[Exercise input]
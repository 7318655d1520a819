//! Interfaces the sync engine renders through.
//!
//! The engine only speaks in semantic states; how a state is shown (a
//! favicon, a dimmed table, a log line) is up to the implementor.

use serde::Serialize;

use crate::job::{JobId, JobRecord};
use crate::status::Severity;
use crate::transport::TransportError;
use crate::wire::ServiceStatus;

/// Health of the long-poll stream.
#[derive(Debug, Clone, Copy, PartialEq, Eq, Hash, Serialize)]
#[serde(rename_all = "snake_case")]
pub enum ConnectionState {
    /// The last long-poll succeeded.
    Connected,
    /// The backoff elapsed and a retry request is in flight.
    RetryScheduled,
    /// The last long-poll failed; waiting out the backoff.
    Disconnected,
}

/// Aggregate fleet indicator (the dashboard favicon).
#[derive(Debug, Clone, Copy, PartialEq, Eq, Hash, Serialize)]
#[serde(rename_all = "snake_case")]
pub enum IndicatorState {
    /// Everything is fine.
    Normal,
    /// At least one job is in a warning state.
    Warning,
    /// At least one job is failing.
    Error,
    /// A server-side service is down.
    ServiceDown,
    /// The stream to the server is broken.
    Disconnected,
}

impl IndicatorState {
    /// Select the indicator for the given fleet health and connection state.
    ///
    /// Fleet health is only shown while the stream is connected; a retry
    /// in flight still reads as disconnected.
    pub fn select(
        connection: ConnectionState,
        services: &ServiceStatus,
        num_error: u64,
        num_warning: u64,
    ) -> Self {
        if connection != ConnectionState::Connected {
            IndicatorState::Disconnected
        } else if !services.all_healthy() {
            IndicatorState::ServiceDown
        } else if num_error > 0 {
            IndicatorState::Error
        } else if num_warning > 0 {
            IndicatorState::Warning
        } else {
            IndicatorState::Normal
        }
    }

    /// Icon resource shown for this state.
    pub fn resource(self) -> &'static str {
        match self {
            IndicatorState::Normal => "/res/favicon.png",
            IndicatorState::Warning => "/res/favicon-warn.png",
            IndicatorState::Error => "/res/favicon-error.png",
            IndicatorState::ServiceDown => "/res/favicon-stopped.png",
            IndicatorState::Disconnected => "/res/favicon-disconnect.png",
        }
    }
}

/// Renders individual jobs. Never mutates sync state.
pub trait Presenter: Send + 'static {
    /// A job was seen for the first time.
    fn job_added(&mut self, job: &JobRecord);
    /// A known job received a delta (called even if nothing visible changed).
    fn job_updated(&mut self, job: &JobRecord);
    /// A known job moved between severities; fires once per transition.
    fn severity_changed(&mut self, id: &JobId, previous: Severity, current: Severity);
    /// Host/user/command details arrived for a job.
    fn job_info(&mut self, job: &JobRecord);
    /// The service health map was replaced.
    fn services_updated(&mut self, services: &ServiceStatus);
    /// A response (streamed or manual) was fully applied.
    fn refreshed(&mut self) {}
    /// A manual refresh failed.
    fn refresh_failed(&mut self, err: &TransportError);
}

/// Shows the aggregate fleet indicator and the connection state.
pub trait Indicator: Send + 'static {
    /// Swap the indicator; only called when the selected state changes.
    fn show(&mut self, state: IndicatorState);
    /// The connection moved to `state`; anything but `Connected` is degraded.
    fn connection_changed(&mut self, state: ConnectionState);
}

[Task details]
In the listing above, find each line with "known" and copy it.

[Response for this exercise]
    /// A known job received a delta (called even if nothing visible changed).
    /// A known job moved between severities; fires once per transition.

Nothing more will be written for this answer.